Biology
“Culture eats strategy for breakfast, operational excellence for lunch, and everything else for dinner.”
One of the things we like best about working with our corporate clients is that we get to know all the key stakeholders. Sometimes when just working with an individual executive, there are parts of their companies or even partners that we never get to really engage. Almost like a counselor working with a challenging marriage and never meeting the other spouse.
But every once in awhile, we start with an individual leader and then get to move beyond them with the rest of the team.
We began working with the quintessential perfect client a couple of years ago. He was not only the typical entrepreneur, he was atypically an incredible executor. He moved through our roadmap with precision. He created core values, a purpose statement, and crafted a vision statement. He built an organizational design to help serve the strategic plan to fulfill that vision.
Virtually everything changed in his leadership, his team, and partnership. He asked that we take a deeper step into his organization. We began coaching his COO, meeting with the leadership team on a quarterly basis, and meeting with his partner one-on-one.
Meeting with his business partner has been one of the more pleasant surprises this year. He not only fully embraced the cultural, leadership, and organizational changes, but has become an enthusiastic fan.
In an initial conversation, he described the power of core values more clearly than any leadership book I’ve ever read:
He said their core values were now woven into the biology of the company and were like precision tools strategically applied for change and impact.
He went on to share how leaning into their core values during the COVID-19 crisis has made this season effortless and invigorating. Rather than waiting for clients to approach him about renegotiating contracts, he preemptively called every one of them to discuss their value of “mutually profitable relationships”.
Rather than wait for the awkward conversations he likely would have had with many of their clients as a result of the economic implications of the crisis, he actually strengthened each of them. He did the right thing based on their culture for the right reason. It just turned out to also be an incredibly strategic business move.

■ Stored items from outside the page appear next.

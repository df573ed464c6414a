//! TF-IDF term weighting over the document collection.
//!
//! The index is fitted once at construction: a vocabulary over the
//! collection's indexable texts, smoothed inverse document frequencies,
//! and one L2-normalized sparse vector per document. Queries are projected
//! into the same space and scored by dot product, so the score is the
//! cosine similarity of the weighted term vectors. Queries never mutate
//! the index.

use std::collections::{HashMap, HashSet};

/// Minimum token length kept by the tokenizer. Single characters carry
/// almost no ranking signal and only inflate the vocabulary.
const MIN_TOKEN_CHARS: usize = 2;

/// A fitted TF-IDF index.
#[derive(Debug, Clone)]
pub struct TfIdfIndex {
    vocabulary: HashMap<String, usize>,
    idf: Vec<f32>,
    doc_vectors: Vec<Vec<(usize, f32)>>,
}

impl TfIdfIndex {
    /// Fit the index over the collection's indexable texts, one entry per
    /// document, in collection order.
    pub fn fit(texts: &[String]) -> Self {
        let mut vocabulary: HashMap<String, usize> = HashMap::new();
        let mut doc_freq: Vec<usize> = Vec::new();
        let mut doc_tokens: Vec<Vec<String>> = Vec::with_capacity(texts.len());

        for text in texts {
            let tokens = tokenize(text);

            let unique: HashSet<&String> = tokens.iter().collect();
            for token in unique {
                let term = match vocabulary.get(token) {
                    Some(&term) => term,
                    None => {
                        let term = vocabulary.len();
                        vocabulary.insert(token.clone(), term);
                        doc_freq.push(0);
                        term
                    }
                };
                doc_freq[term] += 1;
            }

            doc_tokens.push(tokens);
        }

        // smoothed idf: ln((1 + n) / (1 + df)) + 1
        let n = texts.len() as f32;
        let idf: Vec<f32> = doc_freq
            .iter()
            .map(|&df| ((1.0 + n) / (1.0 + df as f32)).ln() + 1.0)
            .collect();

        let doc_vectors = doc_tokens
            .iter()
            .map(|tokens| weighted_vector(tokens, &vocabulary, &idf))
            .collect();

        Self {
            vocabulary,
            idf,
            doc_vectors,
        }
    }

    /// Number of indexed documents.
    pub fn len(&self) -> usize {
        self.doc_vectors.len()
    }

    /// Whether the index covers no documents.
    pub fn is_empty(&self) -> bool {
        self.doc_vectors.is_empty()
    }

    /// Number of distinct terms in the fitted vocabulary.
    pub fn vocabulary_size(&self) -> usize {
        self.vocabulary.len()
    }

    /// Relevance score of every document against `query`, in collection
    /// order. Query tokens outside the vocabulary are ignored.
    pub fn scores(&self, query: &str) -> Vec<f32> {
        let query_vector = weighted_vector(&tokenize(query), &self.vocabulary, &self.idf);

        self.doc_vectors
            .iter()
            .map(|doc_vector| dot(&query_vector, doc_vector))
            .collect()
    }

    /// Rank every document by descending relevance to `query`.
    ///
    /// The sort is stable: equal-score documents keep their collection
    /// order.
    pub fn rank(&self, query: &str) -> Vec<(usize, f32)> {
        let mut ranked: Vec<(usize, f32)> = self.scores(query).into_iter().enumerate().collect();
        ranked.sort_by(|a, b| {
            b.1.partial_cmp(&a.1)
                .unwrap_or(std::cmp::Ordering::Equal)
        });
        ranked
    }
}

/// Lowercase and split on non-alphanumeric characters, dropping tokens
/// shorter than [`MIN_TOKEN_CHARS`].
fn tokenize(text: &str) -> Vec<String> {
    text.to_lowercase()
        .split(|c: char| !c.is_alphanumeric())
        .filter(|token| token.chars().count() >= MIN_TOKEN_CHARS)
        .map(|token| token.to_string())
        .collect()
}

/// Term-frequency vector weighted by idf and L2-normalized, sorted by term
/// id. Tokens outside the vocabulary are ignored.
fn weighted_vector(
    tokens: &[String],
    vocabulary: &HashMap<String, usize>,
    idf: &[f32],
) -> Vec<(usize, f32)> {
    let mut counts: HashMap<usize, f32> = HashMap::new();
    for token in tokens {
        if let Some(&term) = vocabulary.get(token) {
            *counts.entry(term).or_insert(0.0) += 1.0;
        }
    }

    let mut vector: Vec<(usize, f32)> = counts
        .into_iter()
        .map(|(term, tf)| (term, tf * idf[term]))
        .collect();
    vector.sort_unstable_by_key(|&(term, _)| term);

    let norm: f32 = vector.iter().map(|(_, w)| w * w).sum::<f32>().sqrt();
    if norm > 0.0 {
        for (_, w) in vector.iter_mut() {
            *w /= norm;
        }
    }

    vector
}

/// Dot product of two sparse vectors sorted by term id.
fn dot(a: &[(usize, f32)], b: &[(usize, f32)]) -> f32 {
    let mut sum = 0.0;
    let mut i = 0;
    let mut j = 0;

    while i < a.len() && j < b.len() {
        match a[i].0.cmp(&b[j].0) {
            std::cmp::Ordering::Less => i += 1,
            std::cmp::Ordering::Greater => j += 1,
            std::cmp::Ordering::Equal => {
                sum += a[i].1 * b[j].1;
                i += 1;
                j += 1;
            }
        }
    }

    sum
}
//! The answer core: retrieval plus backend inference.

use std::sync::Arc;

use async_trait::async_trait;
use sibyl_core::{AppError, AppResult};
use sibyl_prompt::PromptTemplate;
use sibyl_retrieval::Retriever;

use crate::backend::QaBackend;
use crate::chain::AnswerStage;
use crate::record::AnswerRecord;

/// Number of documents retrieved when the configuration does not say.
pub const DEFAULT_K_DOCS: usize = 3;

/// The answer core.
///
/// Runs retrieval, invokes the backend over the concatenated context and
/// merges both results into one record. The retriever and the backend are
/// injected; the core adds nothing on top of their behavior, not even
/// retries.
pub struct Bot {
    retriever: Arc<dyn Retriever>,
    backend: Box<dyn QaBackend>,
    k_docs: usize,
}

impl Bot {
    /// Create the answer core with the default document count.
    pub fn new(retriever: Arc<dyn Retriever>, backend: Box<dyn QaBackend>) -> Self {
        Self {
            retriever,
            backend,
            k_docs: DEFAULT_K_DOCS,
        }
    }

    /// Override the number of retrieved documents per query.
    pub fn with_k_docs(mut self, k_docs: usize) -> Self {
        self.k_docs = k_docs;
        self
    }

    /// Answer `query`, feeding the `k_docs` best documents to the backend.
    pub async fn answer_with(&self, query: &str, k_docs: usize) -> AppResult<AnswerRecord> {
        let retrieved = self.retriever.get_context(query, k_docs)?;
        tracing::debug!("Retrieved {} documents for the query", retrieved.ids.len());

        let output = self.backend.invoke(query, &retrieved.context).await?;
        let record = AnswerRecord::merge(retrieved, output);

        // Backends must report spans inside the context they were given.
        if let Some((start, end)) = record.span {
            if start > end || end > record.context.len() {
                return Err(AppError::Backend(format!(
                    "Answer span {}..{} escapes the {}-byte context",
                    start,
                    end,
                    record.context.len()
                )));
            }
        }

        Ok(record)
    }
}

#[async_trait]
impl AnswerStage for Bot {
    async fn answer(&self, query: &str) -> AppResult<AnswerRecord> {
        self.answer_with(query, self.k_docs).await
    }

    fn set_prompt_template(&mut self, template: PromptTemplate) -> AppResult<()> {
        self.backend.set_prompt_template(template)
    }
}
//! Backend abstraction for comprehension and generation models.

use async_trait::async_trait;
use sibyl_core::{AppError, AppResult};
use sibyl_prompt::PromptTemplate;

use crate::record::BackendOutput;

/// A comprehension/generation backend.
///
/// Extractive backends locate an answer span inside the supplied context
/// and report a confidence score; generative backends render a prompt
/// template and produce free text, leaving `score` and `span` unset.
#[async_trait]
pub trait QaBackend: Send + Sync {
    /// Backend name, for logs and diagnostics.
    fn backend_name(&self) -> &str;

    /// Answer `question` against `context`.
    async fn invoke(&self, question: &str, context: &str) -> AppResult<BackendOutput>;

    /// Replace the prompt template.
    ///
    /// Only generative backends take one; the default rejects the call so
    /// a misconfigured chain fails while it is being wired, not mid-query.
    fn set_prompt_template(&mut self, _template: PromptTemplate) -> AppResult<()> {
        Err(AppError::Construction(format!(
            "Backend '{}' does not take a prompt template",
            self.backend_name()
        )))
    }
}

We’ve said for months now that this kind of season will reveal the best or worst in people. We will find out who they truly are.
Without…
translating and memorializing the best things about us,
articulating a culture that can be increasingly fulfilled,
or leaning into that clearly identified sense of who we are and intend to be as a culture,
…what everyone is likely to see is the worst version of who we are, motivated by our fear in all the uncertainty.
But this leader is in a radical season of deconstructing and reconstructing. As he is finding the best version of himself, he is leaning and willing the best version of his partnership as well. He sees the fulfillment of their values being realized in every employee and client relationship as his personal responsibility.
Talking with him is one of the most invigorating conversations I am enjoying this season. Inspirational doesn’t seem quite enough to capture it!
Consider
How are you responding to this season?
Has the most inspired version of your organization been articulated?
Is that what you are offering, or are you finding the worst of your leadership and organization in fear and uncertainty?